Protecting Unpaid Wages in Chapter 7 Bankruptcy
When a consumer gets to the point of filing bankruptcy, they often are living paycheck to paycheck. Making car payments, keeping food on the table for the family, and making sure the lights stay on are the important interests that bankruptcy debtors often wrestle with. So, making sure that they can keep their wages protected from the bankruptcy trustee is extremely important.
When a debtor files for Chapter 7 bankruptcy, their property becomes property of the bankruptcy estate. Whether she can keep her wages in Chapter 7 bankruptcy depends on the exemption laws and when the income was earned. In Chapter 7 bankruptcy, the wages the debtor earns after the filing of the case are not considered property of the bankruptcy estate. That means the trustee can’t take those funds to pay off creditors. Therefore, she is entitled to keep all wages earned for work after the filing date. Note that there is a big difference between "earned" wages and "paid" wages. Often times a debtor has some wages that they have earned already but have not yet been paid.
Wages earned prior to filing bankruptcy, even those not received until after the filing date, are property of the bankruptcy estate. Those wages the debtor is waiting to receive for work done prior to filing must be listed as an asset in the bankruptcy schedules. Whether the trustee can take them depends on the bankruptcy exemptions, the amount of income, and whether those funds are needed for reasonably necessary expenses.

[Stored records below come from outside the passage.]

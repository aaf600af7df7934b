//! Normal (Gaussian) distribution.
//!
//! The cumulative distribution delegates to `statrs`' complementary error
//! function. Absolute accuracy is about 1e-10; tails keep their relative
//! accuracy since `erfc` is not formed as `1 - erf`.

use fd_core::Real;
use statrs::function::erf::erfc;
use std::f64::consts::{PI, SQRT_2};

/// The standard normal probability density function.
///
/// `φ(x) = exp(-x²/2) / √(2π)`
#[inline]
pub fn normal_pdf(x: Real) -> Real {
    (-0.5 * x * x).exp() / (2.0 * PI).sqrt()
}

/// The standard normal cumulative distribution function Φ(x).
#[inline]
pub fn normal_cdf(x: Real) -> Real {
    0.5 * erfc(-x / SQRT_2)
}

#[cfg(test)]
mod tests {
    use super::*;
    use approx::assert_abs_diff_eq;
    use proptest::prelude::*;

    #[test]
    fn cdf_known_values() {
        assert_abs_diff_eq!(normal_cdf(0.0), 0.5, epsilon = 1e-15);
        assert_abs_diff_eq!(normal_cdf(1.0), 0.841_344_746_068_542_9, epsilon = 1e-10);
        assert_abs_diff_eq!(normal_cdf(-1.96), 0.024_997_895_148_220_435, epsilon = 1e-10);
    }

    #[test]
    fn cdf_is_symmetric() {
        for &x in &[0.1, 0.7, 2.5, 6.0] {
            assert_abs_diff_eq!(normal_cdf(x) + normal_cdf(-x), 1.0, epsilon = 1e-15);
        }
    }

    #[test]
    fn pdf_peak() {
        assert_abs_diff_eq!(normal_pdf(0.0), 0.398_942_280_401_432_7, epsilon = 1e-15);
    }

    proptest! {
        #[test]
        fn cdf_is_a_distribution(a in -8.0f64..8.0, b in -8.0f64..8.0) {
            let (lo, hi) = if a <= b { (a, b) } else { (b, a) };
            prop_assert!((0.0..=1.0).contains(&normal_cdf(lo)));
            prop_assert!(normal_cdf(lo) <= normal_cdf(hi) + 1e-10);
            prop_assert!(normal_pdf(lo) > 0.0);
        }
    }
}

In California, there are two sets of exemptions available for use in Chapter 7 bankruptcy. They are called “703 exemptions” or “704 exemptions.” These names are derived from the California code numbers that provide the rules. There are many reasons a debtor would use one set of exemptions or the other. A very common reason to use 704 exemptions is to protect equity in a home. If the debtor has no equity in their home, the 703 exemptions are often the best choice because the debtor can use the “wildcard” exemption, which allows the debtor to protect a certain dollar amount of otherwise non-exempt property.
However, if the debtor has equity in a home they want to keep, they often use the 704 exemptions. This makes it a little more difficult to protect certain assets, like unpaid wages. This can make the timing of filing bankruptcy very important. For example, many people are paid on a monthly basis in Sacramento because there are many state workers. So, if the debtor uses the 704 exemptions to save her home and files her bankruptcy petition on the 28th of the month, those unpaid wages for that month from the 1st to the 28th are not protected under that exemption scheme. Thus, the bankruptcy trustee could require that the debtor turn over those funds to pay back the creditors.
Since many bankruptcy debtors are living paycheck to paycheck, this can be backbreaking. This is yet another reason to seek the counsel of an experienced bankruptcy attorney in your area to make sure that the exemption scheme used is most beneficial to you.